Transcribe exactly the first line of the listing below and each line that follows it, ending with the line that contains "use url::Url;", and omit the remainder.
.....
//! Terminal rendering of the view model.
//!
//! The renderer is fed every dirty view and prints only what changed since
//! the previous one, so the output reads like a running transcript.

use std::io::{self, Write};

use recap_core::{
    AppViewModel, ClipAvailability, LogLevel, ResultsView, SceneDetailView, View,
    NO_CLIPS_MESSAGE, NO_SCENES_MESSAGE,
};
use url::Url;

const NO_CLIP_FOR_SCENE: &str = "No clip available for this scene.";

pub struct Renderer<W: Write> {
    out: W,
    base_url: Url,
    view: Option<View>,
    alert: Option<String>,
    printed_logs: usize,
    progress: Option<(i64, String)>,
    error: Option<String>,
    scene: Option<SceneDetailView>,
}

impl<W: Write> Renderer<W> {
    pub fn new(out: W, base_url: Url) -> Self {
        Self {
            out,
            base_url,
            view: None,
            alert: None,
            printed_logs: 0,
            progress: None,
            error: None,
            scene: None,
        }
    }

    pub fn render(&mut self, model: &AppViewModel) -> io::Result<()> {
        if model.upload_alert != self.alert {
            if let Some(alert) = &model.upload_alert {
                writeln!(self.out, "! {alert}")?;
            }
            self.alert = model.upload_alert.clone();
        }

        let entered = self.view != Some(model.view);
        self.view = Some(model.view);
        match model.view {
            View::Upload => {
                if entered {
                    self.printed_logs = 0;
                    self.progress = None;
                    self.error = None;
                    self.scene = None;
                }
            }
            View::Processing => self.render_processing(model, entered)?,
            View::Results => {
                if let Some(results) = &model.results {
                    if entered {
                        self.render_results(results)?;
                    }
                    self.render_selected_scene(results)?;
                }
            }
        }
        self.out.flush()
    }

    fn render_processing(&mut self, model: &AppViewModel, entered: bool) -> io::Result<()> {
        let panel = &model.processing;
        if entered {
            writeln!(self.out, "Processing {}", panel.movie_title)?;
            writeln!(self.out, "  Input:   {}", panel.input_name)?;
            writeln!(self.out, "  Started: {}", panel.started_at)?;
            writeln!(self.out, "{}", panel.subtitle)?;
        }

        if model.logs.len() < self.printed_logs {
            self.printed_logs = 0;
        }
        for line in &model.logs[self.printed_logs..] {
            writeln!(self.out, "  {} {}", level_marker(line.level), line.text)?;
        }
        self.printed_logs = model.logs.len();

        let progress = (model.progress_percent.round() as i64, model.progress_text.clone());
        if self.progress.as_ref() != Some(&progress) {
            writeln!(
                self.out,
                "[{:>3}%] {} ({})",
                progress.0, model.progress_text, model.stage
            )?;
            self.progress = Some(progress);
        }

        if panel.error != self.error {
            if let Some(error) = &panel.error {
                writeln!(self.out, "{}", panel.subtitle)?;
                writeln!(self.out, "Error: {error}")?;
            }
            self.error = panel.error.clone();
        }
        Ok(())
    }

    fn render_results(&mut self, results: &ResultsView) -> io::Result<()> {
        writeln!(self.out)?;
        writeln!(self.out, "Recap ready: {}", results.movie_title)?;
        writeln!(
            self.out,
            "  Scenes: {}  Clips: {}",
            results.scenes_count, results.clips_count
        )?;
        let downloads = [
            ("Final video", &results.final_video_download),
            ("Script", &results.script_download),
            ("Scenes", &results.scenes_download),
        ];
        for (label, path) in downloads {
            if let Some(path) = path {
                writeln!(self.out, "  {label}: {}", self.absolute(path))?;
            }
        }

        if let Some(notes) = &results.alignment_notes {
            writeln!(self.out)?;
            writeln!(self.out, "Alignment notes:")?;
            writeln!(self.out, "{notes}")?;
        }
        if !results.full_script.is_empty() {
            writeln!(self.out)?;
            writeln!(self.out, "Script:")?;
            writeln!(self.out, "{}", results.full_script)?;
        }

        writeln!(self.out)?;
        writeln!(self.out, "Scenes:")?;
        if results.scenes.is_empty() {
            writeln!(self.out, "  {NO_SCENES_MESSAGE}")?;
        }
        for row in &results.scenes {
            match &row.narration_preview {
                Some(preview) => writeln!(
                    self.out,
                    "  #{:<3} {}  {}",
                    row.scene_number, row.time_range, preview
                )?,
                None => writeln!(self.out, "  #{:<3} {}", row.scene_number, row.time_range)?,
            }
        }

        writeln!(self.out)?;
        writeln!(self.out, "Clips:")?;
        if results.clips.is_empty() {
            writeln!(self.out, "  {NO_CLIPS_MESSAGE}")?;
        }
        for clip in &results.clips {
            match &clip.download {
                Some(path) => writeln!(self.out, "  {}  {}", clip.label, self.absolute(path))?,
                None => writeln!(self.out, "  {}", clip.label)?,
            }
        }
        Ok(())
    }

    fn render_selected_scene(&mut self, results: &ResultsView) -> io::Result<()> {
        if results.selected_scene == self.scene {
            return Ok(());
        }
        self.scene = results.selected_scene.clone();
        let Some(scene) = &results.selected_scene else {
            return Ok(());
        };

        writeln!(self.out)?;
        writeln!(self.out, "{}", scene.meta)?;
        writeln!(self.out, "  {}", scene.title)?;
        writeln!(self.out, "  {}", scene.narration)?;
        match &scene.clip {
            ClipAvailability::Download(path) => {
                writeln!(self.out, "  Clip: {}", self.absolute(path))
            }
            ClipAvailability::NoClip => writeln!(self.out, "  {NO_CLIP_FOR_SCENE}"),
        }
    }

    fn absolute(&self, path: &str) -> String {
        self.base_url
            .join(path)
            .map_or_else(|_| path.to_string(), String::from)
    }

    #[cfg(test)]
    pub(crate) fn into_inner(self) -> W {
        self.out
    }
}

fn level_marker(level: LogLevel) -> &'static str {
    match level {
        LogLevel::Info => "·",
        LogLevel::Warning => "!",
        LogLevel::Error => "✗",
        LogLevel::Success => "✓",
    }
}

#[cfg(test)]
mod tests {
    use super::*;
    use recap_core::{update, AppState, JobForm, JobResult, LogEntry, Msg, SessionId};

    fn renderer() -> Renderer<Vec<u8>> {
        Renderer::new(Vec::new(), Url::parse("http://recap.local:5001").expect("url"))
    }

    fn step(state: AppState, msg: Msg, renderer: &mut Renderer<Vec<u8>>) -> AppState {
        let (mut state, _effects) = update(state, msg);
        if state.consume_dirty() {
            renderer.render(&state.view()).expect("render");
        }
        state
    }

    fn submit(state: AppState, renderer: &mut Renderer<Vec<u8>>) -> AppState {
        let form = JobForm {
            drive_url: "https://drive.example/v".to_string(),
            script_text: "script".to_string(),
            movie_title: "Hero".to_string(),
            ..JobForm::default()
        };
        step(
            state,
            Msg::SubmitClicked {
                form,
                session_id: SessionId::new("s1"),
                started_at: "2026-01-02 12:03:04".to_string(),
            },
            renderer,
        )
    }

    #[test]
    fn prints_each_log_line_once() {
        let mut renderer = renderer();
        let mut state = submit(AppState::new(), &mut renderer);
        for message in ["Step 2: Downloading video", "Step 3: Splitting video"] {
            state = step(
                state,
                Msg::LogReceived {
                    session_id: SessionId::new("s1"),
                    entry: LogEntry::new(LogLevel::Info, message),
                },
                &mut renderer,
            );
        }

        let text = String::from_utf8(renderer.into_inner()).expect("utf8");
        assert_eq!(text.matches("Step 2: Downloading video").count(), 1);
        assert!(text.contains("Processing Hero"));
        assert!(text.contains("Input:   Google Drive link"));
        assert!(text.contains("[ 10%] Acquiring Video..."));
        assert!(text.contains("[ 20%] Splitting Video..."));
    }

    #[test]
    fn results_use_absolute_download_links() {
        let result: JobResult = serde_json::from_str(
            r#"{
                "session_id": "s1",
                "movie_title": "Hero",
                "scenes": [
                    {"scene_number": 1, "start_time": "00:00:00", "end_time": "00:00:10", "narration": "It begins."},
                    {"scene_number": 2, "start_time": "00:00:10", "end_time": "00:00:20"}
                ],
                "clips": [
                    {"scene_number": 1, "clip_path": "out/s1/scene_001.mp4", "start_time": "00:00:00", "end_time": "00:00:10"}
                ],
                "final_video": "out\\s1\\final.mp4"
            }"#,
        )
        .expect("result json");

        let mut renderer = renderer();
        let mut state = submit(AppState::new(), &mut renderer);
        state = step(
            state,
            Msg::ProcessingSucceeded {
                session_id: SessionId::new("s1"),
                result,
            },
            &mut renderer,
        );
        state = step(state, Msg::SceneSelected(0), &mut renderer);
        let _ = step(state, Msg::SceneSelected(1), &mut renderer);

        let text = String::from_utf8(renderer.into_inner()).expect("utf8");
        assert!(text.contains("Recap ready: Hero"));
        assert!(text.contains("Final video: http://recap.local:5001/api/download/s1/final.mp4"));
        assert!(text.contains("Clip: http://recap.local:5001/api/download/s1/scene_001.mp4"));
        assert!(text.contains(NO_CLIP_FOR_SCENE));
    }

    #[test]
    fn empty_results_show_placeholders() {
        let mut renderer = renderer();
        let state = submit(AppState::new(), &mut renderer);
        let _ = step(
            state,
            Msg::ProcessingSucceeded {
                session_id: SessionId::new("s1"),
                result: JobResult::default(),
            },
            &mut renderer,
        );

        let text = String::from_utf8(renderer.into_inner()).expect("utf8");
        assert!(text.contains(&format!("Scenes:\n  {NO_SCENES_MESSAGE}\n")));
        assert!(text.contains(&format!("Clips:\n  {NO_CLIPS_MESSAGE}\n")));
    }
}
.....
__ANSWER TO THIS TASK__:
//! Terminal rendering of the view model.
//!
//! The renderer is fed every dirty view and prints only what changed since
//! the previous one, so the output reads like a running transcript.

use std::io::{self, Write};

use recap_core::{
    AppViewModel, ClipAvailability, LogLevel, ResultsView, SceneDetailView, View,
    NO_CLIPS_MESSAGE, NO_SCENES_MESSAGE,
};
use url::Url;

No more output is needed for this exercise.